The seasonal trends of the CCHF outbreaks are another important factor to consider. As noted in our study, a marked increase in cases was observed during the summer months, particularly between April and June. In 2022, the incidence rate surged from 0.88% to 1.86% per 100,000 individuals, while in 2023, the rate increased from 0.37% to 1.53% per 100,000 individuals. This seasonal pattern aligns with findings from Iran and Uganda, where elevated temperatures were associated with increased tick activity and CCHF transmission (29 , 30) . The life cycle of the tick vectors, tough ticks, plays a central role in seasonal transmission. These ticks can maintain CCHFV circulation through both trans stadial and transovarial transmission. Tfore,he virus can persist in livestock during seasonal periods (31) . Given these findings, an integrated vector management (IVM) approach is critical to controlling CCHF in endemic regions. Insecticide-treated livestock, using acaricides, and measures to control tick populations in barns and farmyards are effective strategies for reducing the risk of infection (32) . Personal protective measures, such as wearing gloves, long-sleeved clothing, boots, and insect repellents, should be promoted to high-risk groups, including animal handlers, butchers, and farmers. Furthermore, controlling tick infestations in areas where humans and livestock interact—such as farms, slaughterhouses, and markets—is essential in preventing the spread of the virus.

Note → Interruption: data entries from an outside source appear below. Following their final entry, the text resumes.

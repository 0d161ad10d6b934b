// apps/dm_cli/src/commands/info.rs

//! 显示交换量与网格信息命令

use anyhow::{Context, Result};
use clap::Args;

use dm_bmi::vars::ALL_VARIABLES;
use dm_bmi::{DeltaModel, GridId};
use dm_engine::IdleKernel;

/// 信息命令参数
#[derive(Args)]
pub struct InfoArgs {
    /// nx 轴网格数（用于展示网格元数据）
    #[arg(long, default_value = "50")]
    pub nx: usize,

    /// ny 轴网格数（全宽）
    #[arg(long, default_value = "120")]
    pub ny: usize,
}

/// 执行信息命令
pub fn execute(args: InfoArgs) -> Result<()> {
    let mut model = DeltaModel::new(Box::new(IdleKernel));
    model.initialize(None).context("初始化失败")?;
    model
        .set_grid_shape(args.nx, args.ny)
        .context("网格分配失败")?;

    println!("组件: {}", model.component_name());
    println!(
        "时间: 起始 {} {u}, 结束 {} {u}, 步长 {} {u}",
        model.start_time(),
        model.end_time(),
        model.time_step(),
        u = model.time_units()
    );
    println!();

    println!("{:<100} {:>18} {:>8} {:>6}", "交换量", "单位", "类型", "读写");
    for &var in ALL_VARIABLES {
        let access = match (var.is_input(), var.is_output()) {
            (true, true) => "in/out",
            (true, false) => "in",
            (false, true) => "out",
            (false, false) => "-",
        };
        println!(
            "{:<100} {:>18} {:>8} {:>6}",
            var.name(),
            var.units(),
            var.var_type(),
            access
        );
    }
    println!();

    for grid in [GridId::Scalar, GridId::Window, GridId::Full] {
        let dimen = model.grid_dimen(grid)?;
        let res = model.grid_resolution(grid)?;
        println!(
            "网格 {:?}: 类型 {}, 秩 {}, 维度 {:?}, 分辨率 {:?}, 大小 {}",
            grid,
            model.grid_type(grid),
            model.grid_rank(grid),
            dimen,
            res,
            model.grid_size(grid)?
        );
    }

    Ok(())
}
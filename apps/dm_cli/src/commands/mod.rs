// apps/dm_cli/src/commands/mod.rs

//! 命令实现

pub mod info;
pub mod run;
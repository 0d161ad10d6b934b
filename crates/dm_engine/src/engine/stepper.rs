// crates/dm_engine/src/engine/stepper.rs

//! 时间步进控制器
//!
//! 把外部请求的连续时间推进分解为整数个完整内核步加一次分数步。
//! 模型时间 = 整步计数 × 固定的步日换算因子，分数步**不**推进整步
//! 计数器。
//!
//! # 分解算术
//!
//! 设 `now = current_step * day_per_step`，`dt = day_per_step`：
//!
//! - `n_steps = trunc((target - now) / dt)`（向零截断）
//! - `remainder = (target - now) / dt - n_steps`
//!
//! 先依次执行 `n_steps` 个整步（每步成功后计数器 +1），任一步失败
//! 立即中止并进入 [`StepPhase::Failed`]，后续步不再尝试；全部成功后
//! 恰好执行一次分数步（`remainder` 为 0 时也调用，内核侧为空操作）。
//! 目标早于当前时间是调用方错误，显式返回而非静默截断。

use dm_foundation::error::{DmError, DmResult};
use dm_foundation::ensure;

use crate::engine::kernel::MorphologyKernel;
use crate::state::GridStore;
use crate::waves::WaveClimate;

/// 控制器状态
#[derive(Debug, Clone, Copy, PartialEq, Eq)]
pub enum StepPhase {
    /// 空闲（初始与成功终态）
    Idle,
    /// 正在推进
    Advancing,
    /// 上一次推进因内核失败而中止
    Failed,
}

/// 时间步进控制器
#[derive(Debug, Clone)]
pub struct StepController {
    current_step: u64,
    /// 步日换算因子 [d/步]
    day_per_step: f64,
    phase: StepPhase,
}

impl StepController {
    /// 创建控制器
    pub fn new(day_per_step: f64) -> DmResult<Self> {
        ensure!(
            day_per_step > 0.0 && day_per_step.is_finite(),
            DmError::invalid_input(format!("步日换算因子必须为正有限值: {day_per_step}"))
        );
        Ok(Self {
            current_step: 0,
            day_per_step,
            phase: StepPhase::Idle,
        })
    }

    /// 当前整步计数
    #[inline]
    pub fn current_step(&self) -> u64 {
        self.current_step
    }

    /// 当前模型时间 [d]
    #[inline]
    pub fn current_time(&self) -> f64 {
        self.current_step as f64 * self.day_per_step
    }

    /// 单步时长 [d]
    #[inline]
    pub fn time_step(&self) -> f64 {
        self.day_per_step
    }

    /// 控制器状态
    #[inline]
    pub fn phase(&self) -> StepPhase {
        self.phase
    }

    /// 推进到目标时间 [d]
    ///
    /// 目标早于当前时间返回 [`DmError::TimeTargetInPast`]。内核失败时
    /// 立即中止，控制器停在 [`StepPhase::Failed`]；后续调用可重新发起
    /// 推进（瞬时内核故障允许重试）。
    pub fn advance_to<K: MorphologyKernel + ?Sized>(
        &mut self,
        kernel: &mut K,
        store: &mut GridStore,
        waves: &mut WaveClimate,
        target_day: f64,
    ) -> DmResult<()> {
        let now = self.current_time();
        ensure!(
            target_day >= now,
            DmError::TimeTargetInPast {
                target: target_day,
                now,
            }
        );

        let span = (target_day - now) / self.day_per_step;
        let n_steps = span as u64;
        let remainder = span - n_steps as f64;
        tracing::debug!(target_day, n_steps, remainder, "分解时间推进请求");

        self.phase = StepPhase::Advancing;
        for _ in 0..n_steps {
            if let Err(err) = kernel.advance_step(store, waves) {
                self.phase = StepPhase::Failed;
                return Err(DmError::kernel_step(self.current_step, err.to_string()));
            }
            self.current_step += 1;
        }

        // remainder 为 0 时也调用一次，内核侧保证空操作
        if let Err(err) = kernel.advance_fraction(store, waves, remainder) {
            self.phase = StepPhase::Failed;
            return Err(DmError::kernel_step(self.current_step, err.to_string()));
        }

        self.phase = StepPhase::Idle;
        Ok(())
    }

    /// 推进恰好一个完整步（从不执行分数步）
    pub fn advance_one_step<K: MorphologyKernel + ?Sized>(
        &mut self,
        kernel: &mut K,
        store: &mut GridStore,
        waves: &mut WaveClimate,
    ) -> DmResult<()> {
        self.phase = StepPhase::Advancing;
        if let Err(err) = kernel.advance_step(store, waves) {
            self.phase = StepPhase::Failed;
            return Err(DmError::kernel_step(self.current_step, err.to_string()));
        }
        self.current_step += 1;
        self.phase = StepPhase::Idle;
        Ok(())
    }

    /// 推进一个步长的分数倍（不推进整步计数器）
    pub fn advance_fraction<K: MorphologyKernel + ?Sized>(
        &mut self,
        kernel: &mut K,
        store: &mut GridStore,
        waves: &mut WaveClimate,
        fraction: f64,
    ) -> DmResult<()> {
        ensure!(
            fraction >= 0.0 && fraction.is_finite(),
            DmError::invalid_input(format!("分数步必须为非负有限值: {fraction}"))
        );

        self.phase = StepPhase::Advancing;
        if let Err(err) = kernel.advance_fraction(store, waves, fraction) {
            self.phase = StepPhase::Failed;
            return Err(DmError::kernel_step(self.current_step, err.to_string()));
        }
        self.phase = StepPhase::Idle;
        Ok(())
    }
}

Finally, the improvement of public awareness through educational programs is a vital element. Communities should be informed about the risks of CCHF, the importance of early diagnosis, and preventive measures 'necessary to limit exposure mainly from animals'' animal sources. Collaboration between veterinary and public health authorities is also crucial in assessing the epidemiological predisposed factors that may contribute to the disease outbreak.
Conclusions
Crimean-Congo hemorrhagic fever spreads widely in Thi-Qar province, with high incidence cases reported from 2022 to 2023. The disease is probably transmitted to humans by tick bites and/or direct contact with animal meat products. The reported cases were increased sharply during the hot season. Intervention protocols to control disease transmission are required through the use of acaricides to eliminate tick infestations, improve public awareness about the disease, and implement policies to regulate slaughtering livestock at licensed abattoirs.
Conflict of interests
The authors declare that there is no conflict of interest.
Ethical Clearance
Approval was granted from the scientific committee of the College of Veterinary Medicine, University of Basrah (UB.VET.2024.473) on October 1, 2023.